Aua! Mich hat was gebissen. Ich schaue auf meine nackten Füße, die gerade das Ufer des Grand River im Brant Park* erreicht haben, und sehe die beiden schwarzen wurmartigen Parasiten um meine Füße schlängeln. Erst realisiere ich gar nicht, was da so penetrant klebt, versuche das vermeintliche Seegras wegzuschnippen. Ohne Erfolg. Ich gucke zu Daniel, der sich gerade mit einer Dame vom Kanu-Verleih unterhält und fragt, wo wir Boot und Paddel abgeben sollen. Dann guckt er doch etwas besorgt zu mir und meint, wir sollten doch mal nach Salz fragen. Damit bekomme man die Blutsauger bestimmt los.
So lange wollte ich aber nicht warten. Ein Pepsi-Automat und Tim Hortons wären bestimmt in der Nähe. Aber Salz? Ich reiße die fetten schwarzen Würmer von meinen Zehen. Zu groß wurde der Ekel und die Vorstellung, dass die Tiere hier gerade ihr Zweijahresmenue an meinem Körper einnehmen. So lange können Blutegel nämlich von nur einer blutrünstigen Mahlzeit zehren. Dagegen ist der Gemeine Holzbock gar nichts – obwohl dieser auch schon“igitt“ ist, um es mit einer Interjektion auszudrücken. Schließlich können Zecken Borreliose und FSME übertragen, wobei ich gegen letzteres Virus ohnehin geimpft bin.

Ich erinnere mich an die Zeilen aus Sartes „Ekel“, in denen der Protagonist Antoine seinen Aufenthalt in einer französischen Provinzstadt beschreibt – und ihn dabei der Ekel packt. Dem hätte mal ein Blutegel über die Füße laufen sollen, denke ich mir.
Ich blicke auf meine Zehen und sehe die beiden Bissstellen – jeweils drei waagrechte circa ein Zentimeter große Striche – zwei auf einer Höhe, der anderer mittig etwas erhöht. Sieht aus wie ein in die Haut getackertes Dreieck. Exakte Büroarbeit!? Ich ziehe schnurstracks meine Socken an, dann die Turnschuhe, bevor mir noch mehr Flora und Fauna auf die Füße und Nerven gehen.

Daniel auf dem Steuerplatz. Foto: K.E.
Erst daheim merke ich, dass der untere Teil meines weißen Sockens rot eingefärbt ist. Unter der Dusche nehmen die Wunden ihren Lauf… Ich nehme ein Taschentuch, presse es fest auf die Tacker-Stellen, bis die Blutung endlich stillt… und versuche den „egligen“ Zwischenfall aus meiner ansonsten sehr schönen Kanu-Erinnerung zu tilgen.

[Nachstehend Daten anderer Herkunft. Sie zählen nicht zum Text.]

//! Application configuration.
//!
//! Configuration is loaded from a TOML file at:
//! 1. the `--config` command-line path
//! 2. `$INVOICE_ARCHIVER_CONFIG` (environment variable)
//! 3. `~/.config/invoice-archiver/config.toml` (Linux/macOS)
//!    `%APPDATA%\invoice-archiver\config.toml` (Windows)
//! 4. Built-in defaults
//!
//! A config file that exists but fails to parse is an error; the job must
//! not run with settings the user did not write.

pub mod archive;
pub mod presets;

use std::path::{Path, PathBuf};

use serde::{Deserialize, Serialize};

use crate::error::{ArchiveError, Result};
use crate::storage::CollisionPolicy;

pub use archive::{ArchiveConfig, ValidatedConfig};

/// Environment variable overriding the config file location.
pub const CONFIG_ENV: &str = "INVOICE_ARCHIVER_CONFIG";

const APP_DIR: &str = "invoice-archiver";

/// Top-level configuration.
#[derive(Debug, Clone, Default, PartialEq, Eq, Serialize, Deserialize)]
#[serde(default)]
pub struct Config {
    /// General behavior settings.
    pub general: GeneralConfig,
    /// The archive job itself.
    pub archive: ArchiveConfig,
    /// Where and how attachments are written.
    pub storage: StorageConfig,
    /// Mailbox input and processed-label ledger.
    pub mailbox: MailboxConfig,
}

/// General behavior settings.
#[derive(Debug, Clone, PartialEq, Eq, Serialize, Deserialize)]
#[serde(default)]
pub struct GeneralConfig {
    /// Log level: "error", "warn", "info", "debug", "trace".
    pub log_level: String,
    /// Override cache directory for logs and the ledger.
    pub cache_dir: Option<PathBuf>,
    /// Output language: "en" or "ja". Defaults to the system locale.
    pub lang: Option<String>,
}

/// Storage location settings.
#[derive(Debug, Clone, PartialEq, Eq, Serialize, Deserialize)]
#[serde(default)]
pub struct StorageConfig {
    /// Directory standing in for the storage root. Folder ids are
    /// subdirectories of it.
    pub root_dir: PathBuf,
    /// What to do when a rendered name already exists in the folder.
    pub collision: CollisionPolicy,
    /// Maximum filename length in characters, extension included.
    pub max_name_len: usize,
}

/// Mailbox settings.
#[derive(Debug, Clone, Default, PartialEq, Eq, Serialize, Deserialize)]
#[serde(default)]
pub struct MailboxConfig {
    /// Default MBOX file for `run`.
    pub path: Option<PathBuf>,
    /// Override location of the processed-label ledger.
    pub ledger_path: Option<PathBuf>,
}

// ── Default implementations ─────────────────────────────────────

impl Default for GeneralConfig {
    fn default() -> Self {
        Self {
            log_level: "warn".to_string(),
            cache_dir: None,
            lang: None,
        }
    }
}

impl Default for StorageConfig {
    fn default() -> Self {
        Self {
            root_dir: PathBuf::from("archive"),
            collision: CollisionPolicy::default(),
            max_name_len: 150,
        }
    }
}

// ── Load / save ─────────────────────────────────────────────────

/// Load configuration from `explicit`, or from the standard locations.
///
/// An explicit path must exist. A missing standard file yields defaults.
pub fn load_config(explicit: Option<&Path>) -> Result<Config> {
    let path = match explicit {
        Some(p) => {
            if !p.exists() {
                return Err(ArchiveError::FileNotFound(p.to_path_buf()));
            }
            p.to_path_buf()
        }
        None => match config_file_path() {
            Some(p) if p.exists() => p,
            _ => {
                tracing::info!("No config file found, using defaults");
                return Ok(Config::default());
            }
        },
    };

    let contents = std::fs::read_to_string(&path).map_err(|e| ArchiveError::io(&path, e))?;
    let cfg = parse_config(&contents, &path)?;
    tracing::info!(path = %path.display(), "Loaded config");
    Ok(cfg)
}

/// Parse TOML text; `path` is only used in error messages.
pub fn parse_config(contents: &str, path: &Path) -> Result<Config> {
    toml::from_str::<Config>(contents).map_err(|e| ArchiveError::ConfigParse {
        path: path.to_path_buf(),
        reason: e.to_string(),
    })
}

/// Render a configuration as TOML.
pub fn to_toml(config: &Config) -> Result<String> {
    toml::to_string_pretty(config).map_err(|e| ArchiveError::ConfigParse {
        path: PathBuf::from("<memory>"),
        reason: e.to_string(),
    })
}

/// Write configuration to `path`, creating parent directories.
pub fn save_config(config: &Config, path: &Path) -> Result<()> {
    if let Some(parent) = path.parent().filter(|p| !p.as_os_str().is_empty()) {
        std::fs::create_dir_all(parent).map_err(|e| ArchiveError::io(parent, e))?;
    }
    let contents = to_toml(config)?;
    std::fs::write(path, contents).map_err(|e| ArchiveError::io(path, e))?;
    tracing::info!(path = %path.display(), "Saved config");
    Ok(())
}

/// Determine the config file path (checking env var first, then standard dirs).
pub fn config_file_path() -> Option<PathBuf> {
    if let Ok(env_path) = std::env::var(CONFIG_ENV) {
        if !env_path.is_empty() {
            return Some(PathBuf::from(env_path));
        }
    }
    dirs::config_dir().map(|d| d.join(APP_DIR).join("config.toml"))
}

/// Return the cache directory for logs and the ledger.
pub fn cache_dir(config: &Config) -> PathBuf {
    if let Some(ref dir) = config.general.cache_dir {
        return dir.clone();
    }
    dirs::cache_dir()
        .unwrap_or_else(|| PathBuf::from("."))
        .join(APP_DIR)
}

/// Return the log file path.
pub fn log_file_path(config: &Config) -> PathBuf {
    cache_dir(config).join("invoice-archiver.log")
}

/// Return the processed-label ledger path.
pub fn ledger_path(config: &Config) -> PathBuf {
    config
        .mailbox
        .ledger_path
        .clone()
        .unwrap_or_else(|| cache_dir(config).join("ledger.json"))
}

/// A full config file built around a preset's `[archive]` table.
pub fn preset_config(preset: &presets::Preset) -> Config {
    Config {
        archive: preset.archive.clone(),
        ..Config::default()
    }
}
use invoice_archiver::archive::{Archiver, RunOptions, RunReport};
use invoice_archiver::config::{self, presets, Config};
use invoice_archiver::i18n;
use invoice_archiver::ledger::Ledger;
use invoice_archiver::search::SearchQuery;
use invoice_archiver::storage::{self, LocalFolder, WriteOutcome};
use invoice_archiver::template::{FileNameFields, FileNameFormat};

#[derive(Parser)]
#[command(name = "invoice-archiver", version)]
struct Cli {
    #[command(subcommand)]
    command: Commands,

    /// Config file (overrides $INVOICE_ARCHIVER_CONFIG)
    #[arg(long, global = true, value_name = "PATH", env = "INVOICE_ARCHIVER_CONFIG")]
    config: Option<PathBuf>,

    /// Verbose logging (-v info, -vv debug, -vvv trace)
    #[arg(short, long, global = true, action = clap::ArgAction::Count)]
    verbose: u8,

    /// Language (en, ja). Defaults to system locale.
    #[arg(long, global = true, value_name = "LANG")]
    lang: Option<String>,
}

#[derive(Subcommand)]
enum Commands {
    /// Search the mailbox and archive matching attachments
    Run {
        /// MBOX file (defaults to [mailbox].path)
        mbox: Option<PathBuf>,
        /// Show what would be saved without writing anything
        #[arg(long)]
        dry_run: bool,
        /// Print the run report as JSON
        #[arg(long)]
        json: bool,
        /// Reference time for the date window (RFC 3339)
        #[arg(long, value_name = "RFC3339")]
        now: Option<String>,
    },
    /// Validate the configuration
    Check,
    /// Print the mail search query
    Query,
    /// Render a filename with the configured format
    Preview {
        #[arg(long, default_value = "2024-01-15")]
        date: String,
        #[arg(long, default_value = "")]
        subject: String,
        #[arg(long, default_value = "")]
        sender: String,
        #[arg(long, default_value = "")]
        original: String,
        /// Original extension, without the dot
        #[arg(long)]
        ext: Option<String>,
        /// Format to use instead of the configured one
        #[arg(long)]
        format: Option<String>,
    },
    /// List, print or write example configurations
    Presets {
        name: Option<String>,
        /// Write the preset as the config file
        #[arg(long, requires = "name")]
        write: bool,
        /// Replace an existing config file
        #[arg(long, requires = "write")]
        force: bool,
    },
    /// Generate shell completions
    Completions {
        #[arg(value_enum)]
        shell: clap_complete::Shell,
    },
    /// Generate a man page
    Manpage,
}

/// Value of `--flag VALUE` or `--flag=VALUE` in the raw arguments.
fn raw_flag(args: &[String], flag: &str) -> Option<String> {
    let prefix = format!("{flag}=");
    for (i, arg) in args.iter().enumerate() {
        if arg == flag {
            return args.get(i + 1).cloned();
        }
        if let Some(value) = arg.strip_prefix(&prefix) {
            return Some(value.to_string());
        }
    }
    None
}

/// Detect language before clap processes --help: `--lang`, then the
/// config file's `general.lang`, then the system locale.
fn detect_lang_early() -> i18n::Lang {
    let args: Vec<String> = std::env::args().collect();
    if let Some(lang) = raw_flag(&args, "--lang").and_then(|c| i18n::Lang::from_code(&c)) {
        return lang;
    }
    let config_path = raw_flag(&args, "--config").map(PathBuf::from);
    config::load_config(config_path.as_deref())
        .ok()
        .and_then(|c| c.general.lang)
        .and_then(|c| i18n::Lang::from_code(&c))
        .unwrap_or_else(i18n::detect_system_lang)
}

/// Build a localized clap Command using i18n strings.
fn build_localized_command() -> clap::Command {
    let mut cmd = Cli::command();
    cmd = cmd
        .about(i18n::app_about())
        .long_about(i18n::app_long_about())
        .after_help(i18n::app_after_help())
        .mut_arg("verbose", |a| a.help(i18n::help_verbose()))
        .mut_arg("lang", |a| a.help(i18n::help_lang()))
        .mut_arg("config", |a| a.help(i18n::help_config()));

    let subcommands: Vec<clap::Command> = cmd
        .get_subcommands()
        .map(|sub| {
            let mut s = sub.clone();
            match s.get_name() {
                "run" => { s = s.about(i18n::help_cmd_run()); }
                "check" => { s = s.about(i18n::help_cmd_check()); }
                "query" => { s = s.about(i18n::help_cmd_query()); }
                "preview" => { s = s.about(i18n::help_cmd_preview()); }
                "presets" => { s = s.about(i18n::help_cmd_presets()); }
                "completions" => { s = s.about(i18n::help_cmd_completions()); }
                "manpage" => { s = s.about(i18n::help_cmd_manpage()); }
                _ => {}
            }
            s
        })
        .collect();

    for sub in subcommands {
        cmd = cmd.mut_subcommand(sub.get_name(), |_| sub.clone());
    }

    cmd
}

fn main() -> anyhow::Result<()> {
    // Detect language BEFORE clap parsing so --help is localized
    let lang = detect_lang_early();
    i18n::set_lang(lang);

    let cmd = build_localized_command();
    let matches = cmd.get_matches();
    let cli = Cli::from_arg_matches(&matches)?;

    match cli.command {
        Commands::Completions { shell } => return cmd_completions(shell),
        Commands::Manpage => return cmd_manpage(),
        // Works without a loadable config, so a broken one can be replaced
        Commands::Presets {
            ref name,
            write,
            force,
        } => return cmd_presets(name.as_deref(), write, force, cli.config.as_deref()),
        _ => {}
    }

    let config = config::load_config(cli.config.as_deref())?;

    let log_level = match cli.verbose {
        0 => config.general.log_level.as_str(),
        1 => "info",
        2 => "debug",
        _ => "trace",
    };
    setup_logging(log_level, &config);

    match cli.command {
        Commands::Run {
            mbox,
            dry_run,
            json,
            now,
        } => cmd_run(&config, mbox, dry_run, json, now.as_deref()),
        Commands::Check => cmd_check(&config, cli.config.as_deref()),
        Commands::Query => cmd_query(&config),
        Commands::Preview {
            date,
            subject,
            sender,
            original,
            ext,
            format,
        } => {
            let fields = FileNameFields {
                date,
                subject,
                sender,
                original,
            };
            cmd_preview(&config, &fields, ext.as_deref(), format.as_deref())
        }
        Commands::Completions { .. } | Commands::Manpage | Commands::Presets { .. } => Ok(()),
    }
}

/// Set up tracing with stderr output and optional file logging.
fn setup_logging(level: &str, config: &Config) {
    use tracing_subscriber::layer::SubscriberExt;
    use tracing_subscriber::util::SubscriberInitExt;

    let env_filter = tracing_subscriber::EnvFilter::try_from_default_env()
        .unwrap_or_else(|_| tracing_subscriber::EnvFilter::new(level));

    let stderr_layer = tracing_subscriber::fmt::layer().with_writer(std::io::stderr);

    let log_file = config::log_file_path(config);
    let log_dir = log_file.parent().map(Path::to_path_buf).unwrap_or_default();
    if std::fs::create_dir_all(&log_dir).is_ok() {
        let file_appender = tracing_appender::rolling::never(&log_dir, "invoice-archiver.log");
        let file_layer = tracing_subscriber::fmt::layer()
            .with_ansi(false)
            .with_writer(file_appender);

        tracing_subscriber::registry()
            .with(env_filter)
            .with(stderr_layer)
            .with(file_layer)
            .init();
    } else {
        tracing_subscriber::registry()
            .with(env_filter)
            .with(stderr_layer)
            .init();
    }
}

/// Generate shell completions and print to stdout.
fn cmd_completions(shell: clap_complete::Shell) -> anyhow::Result<()> {
    let mut cmd = Cli::command();
    clap_complete::generate(shell, &mut cmd, "invoice-archiver", &mut std::io::stdout());
    Ok(())
}

/// Generate a man page and print to stdout.
fn cmd_manpage() -> anyhow::Result<()> {
    let cmd = Cli::command();
    let man = clap_mangen::Man::new(cmd);
    let mut buf = Vec::new();
    man.render(&mut buf)?;
    std::io::Write::write_all(&mut std::io::stdout(), &buf)?;
    Ok(())
}

fn print_warnings(warnings: &[String]) {
    for warning in warnings {
        eprintln!("{}: {warning}", i18n::msg_warning());
    }
}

*Kanu-, Kajak- und Raftingtouren in der Brant Conservation Area, circa eine Autostunde südöstlich von Waterloo (Kanada, Ontario) entfernt, machen jede Menge Spaß. Wir paddeln insgesamt 13 Kilometer, was gut machbar ist, wobei die Abschnitte, Streckenlänge- und Dauer wählbar sind.